图6 PGCLCs诱导实验流程示意图Fig 6 Schematic diagram of PGCs induction experiment
图7 原始生殖细胞诱导流式检测结果Fig 7 The flow cytometry results of primordial germ cell induction
PGCs是生殖细胞的起源,在早期胚胎发育过程中,PGCs在尿囊底部形成,随着胚胎发育,大量的PGCs沿着后肠迁移到生殖嵴,最终分化为功能性配子,这种早期谱系选择依赖于BMP/Smad信号通路激活Prdm1基因表达,从PGCs形成直至迁移到生殖嵴,Prdm1一直持续表达[16]。在小鼠中,Prdm1基因缺失可导致胚胎出现大量的血液渗漏和组织凋亡,并在妊娠中期死亡。Prdm1纯合子突变体胚胎无法产生PGCs,杂合子突变体胚胎中PGCs数量显著减少[17]。Dppa3最初是在小鼠原肠胚时期出现并一直持续表达到E15.5。Dppa3缺陷的雌性个体可以正常受精,但由于染色质压缩和基因转录抑制,很难产生后代[18]。在生殖细胞发育过程中,PGCs在不同的时间点表达不同的基因并进行特定的表观遗传重塑。当在小鼠胚胎成纤维细胞中过表达3种特定的生殖细胞基因(Dppa3、Oct4和Nanos2)时,许多与干细胞自我更新以及生殖细胞程序相关的基因会被激活[19],这些都表明Dppa3在生殖细胞发育过程中具有重要作用。

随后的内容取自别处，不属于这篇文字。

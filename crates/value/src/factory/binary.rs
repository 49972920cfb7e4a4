// SPDX-License-Identifier: MIT
// Copyright (c) 2025 ReifyDB

use strata_type::{Result, Type, Value};

use crate::factory::{ValueFactory, reset};

fn fresh(ty: Type, value: Option<&[u8]>) -> Value {
	match ty {
		Type::Bit => Value::Bit(value.map(<[u8]>::to_vec)),
		Type::VarBit => Value::VarBit(value.map(<[u8]>::to_vec)),
		Type::LongVarBit => Value::LongVarBit(value.map(<[u8]>::to_vec)),
		_ => Value::Blob(value.map(<[u8]>::to_vec)),
	}
}

fn reset_bytes(ty: Type, value: Option<&[u8]>, previous: Option<Value>) -> Result<Value> {
	reset(previous, ty, value, |v| Ok(fresh(ty, v)), Value::set_bytes)
}

impl ValueFactory {
	pub fn bit<'a>(&self, value: impl Into<Option<&'a [u8]>>) -> Value {
		fresh(Type::Bit, value.into())
	}

	pub fn bit_reusing<'a>(&self, value: impl Into<Option<&'a [u8]>>, previous: Option<Value>) -> Result<Value> {
		reset_bytes(Type::Bit, value.into(), previous)
	}

	pub fn null_bit(&self, previous: Option<Value>) -> Result<Value> {
		reset_bytes(Type::Bit, None, previous)
	}

	pub fn var_bit<'a>(&self, value: impl Into<Option<&'a [u8]>>) -> Value {
		fresh(Type::VarBit, value.into())
	}

	pub fn var_bit_reusing<'a>(&self, value: impl Into<Option<&'a [u8]>>, previous: Option<Value>) -> Result<Value> {
		reset_bytes(Type::VarBit, value.into(), previous)
	}

	pub fn null_var_bit(&self, previous: Option<Value>) -> Result<Value> {
		reset_bytes(Type::VarBit, None, previous)
	}

	pub fn long_var_bit<'a>(&self, value: impl Into<Option<&'a [u8]>>) -> Value {
		fresh(Type::LongVarBit, value.into())
	}

	pub fn long_var_bit_reusing<'a>(
		&self,
		value: impl Into<Option<&'a [u8]>>,
		previous: Option<Value>,
	) -> Result<Value> {
		reset_bytes(Type::LongVarBit, value.into(), previous)
	}

	pub fn null_long_var_bit(&self, previous: Option<Value>) -> Result<Value> {
		reset_bytes(Type::LongVarBit, None, previous)
	}

	pub fn blob<'a>(&self, value: impl Into<Option<&'a [u8]>>) -> Value {
		fresh(Type::Blob, value.into())
	}

	pub fn blob_reusing<'a>(&self, value: impl Into<Option<&'a [u8]>>, previous: Option<Value>) -> Result<Value> {
		reset_bytes(Type::Blob, value.into(), previous)
	}

	pub fn null_blob(&self, previous: Option<Value>) -> Result<Value> {
		reset_bytes(Type::Blob, None, previous)
	}
}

胚胎发育以及相关的遗传信息通过配子传递给后代,因此研究PGCs的特化过程对于理解早期胚胎发育过程以及相关疾病的机制具有重要意义。但是早期胚胎发育过程中,体内PGCs数量十分稀少,这极大影响了对于早期生殖细胞发育进程及相关分子机制的探究,因此需要在体外建立由ESCs分化形成PGCs的培养系统。在之前的研究中,Ohinata等[20]构建Prdm1-Venus及ECFP-Dppa3 BAC(Bacterial artificial chromosome),用显微注射针将线性化的外源DNA片段注入小鼠受精卵的原核中,从而获得Prdm1-Venus及ECFP-Dppa3转基因小鼠,将这两种小鼠进行后续交配以获得双纯合小鼠(将双纯合命名为BVSC:Blimp1-Venus and Stella-ECFP),并从与BVSC雄性交配的雌性小鼠囊胚中获得带有PGC报告基因的ES细胞系。此方法中外源DNA为随机整合,不同整合位点的PGC报告基因的表达水平有很大的差异需要通过建系筛选外源基因高表达的系,过程繁琐,并且外源DNA的随机整合还可能影响内源基因的表达。此外,真核细胞中的很多顺式作用元件与靶基因相距较远,BAC质粒中可能缺失这些远程调控元件,因此利用BAC质粒获得的带有PGC报告基因的ES细胞系并不一定能真实地反映PGC基因在ES细胞分化过程中的表达。CRISPR-Cas9系统通过非常短小的guideRNA形成靶向特异性,该系统极大地简化了基因组编辑操作,应用领域涵盖干细胞工程、基因治疗、组织和动物疾病建模等诸多方面。
在本实验中,利用CRISPR技术实现基因组定点编辑,在mESCs中构建mPGCs分化的报告基因系统,为PGCs提供稳定、可靠和安全的标记方法,有助于后续进一步探究PGCs分化的分子机制,也可促进对早期胚胎发育过程的理解以及不孕不育等相关疾病的研究。